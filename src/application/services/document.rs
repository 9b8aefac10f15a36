//! Outline document service
//!
//! Loads, renders and saves outline trees through the configured codecs.

use std::path::Path;
use std::sync::Arc;

use tracing::{debug, instrument};

use crate::application::format::FormatKind;
use crate::application::{ApplicationError, ApplicationResult, IoResultExt};
use crate::config::Settings;
use crate::domain::Tree;
use crate::infrastructure::traits::FileSystem;

/// Service for reading and writing outline documents.
pub struct DocumentService {
    fs: Arc<dyn FileSystem>,
    settings: Arc<Settings>,
}

impl DocumentService {
    /// Create a new document service.
    pub fn new(fs: Arc<dyn FileSystem>, settings: Arc<Settings>) -> Self {
        Self { fs, settings }
    }

    /// Pick the format for `path`.
    ///
    /// An explicit override wins, then the file extension, then the
    /// configured default.
    pub fn detect_format(&self, path: &Path, explicit: Option<FormatKind>) -> FormatKind {
        explicit
            .or_else(|| FormatKind::from_path(path))
            .unwrap_or(self.settings.format)
    }

    /// Read and parse the outline stored at `path`.
    #[instrument(level = "debug", skip(self))]
    pub fn load(&self, path: &Path, format: Option<FormatKind>) -> ApplicationResult<Tree> {
        if !self.fs.exists(path) {
            return Err(ApplicationError::OperationFailed {
                context: format!("outline not found: {}", path.display()),
                source: Box::new(std::io::Error::new(
                    std::io::ErrorKind::NotFound,
                    "file does not exist",
                )),
            });
        }
        let kind = self.detect_format(path, format);
        let content = self
            .fs
            .read_to_string(path)
            .with_path_context("read outline", path)?;
        let tree = self.parse(&content, kind)?;
        debug!(
            "load: {} nodes from {} as {}",
            tree.node_count(),
            path.display(),
            kind
        );
        Ok(tree)
    }

    /// Parse document text in the given format.
    pub fn parse(&self, content: &str, kind: FormatKind) -> ApplicationResult<Tree> {
        kind.codec(&self.settings.export).import_content(content)
    }

    /// Render `tree` as document text.
    pub fn render(&self, tree: &Tree, kind: FormatKind) -> ApplicationResult<String> {
        kind.codec(&self.settings.export).export_outline(tree)
    }

    /// Render `tree` and write it to `path`, creating parent directories.
    #[instrument(level = "debug", skip(self, tree))]
    pub fn save(
        &self,
        path: &Path,
        tree: &Tree,
        format: Option<FormatKind>,
    ) -> ApplicationResult<()> {
        let kind = self.detect_format(path, format);
        let mut content = self.render(tree, kind)?;
        if !content.ends_with('\n') {
            content.push('\n');
        }
        self.fs
            .ensure_parent(path)
            .with_path_context("create parent directory", path)?;
        self.fs
            .write(path, &content)
            .with_path_context("write outline", path)?;
        debug!("save: {} nodes to {} as {}", tree.node_count(), path.display(), kind);
        Ok(())
    }
}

* [Your instructions]
When a line of the data holds the string "export", pick it out and copy it.

* [Solution]
        kind.codec(&self.settings.export).import_content(content)
        kind.codec(&self.settings.export).export_outline(tree)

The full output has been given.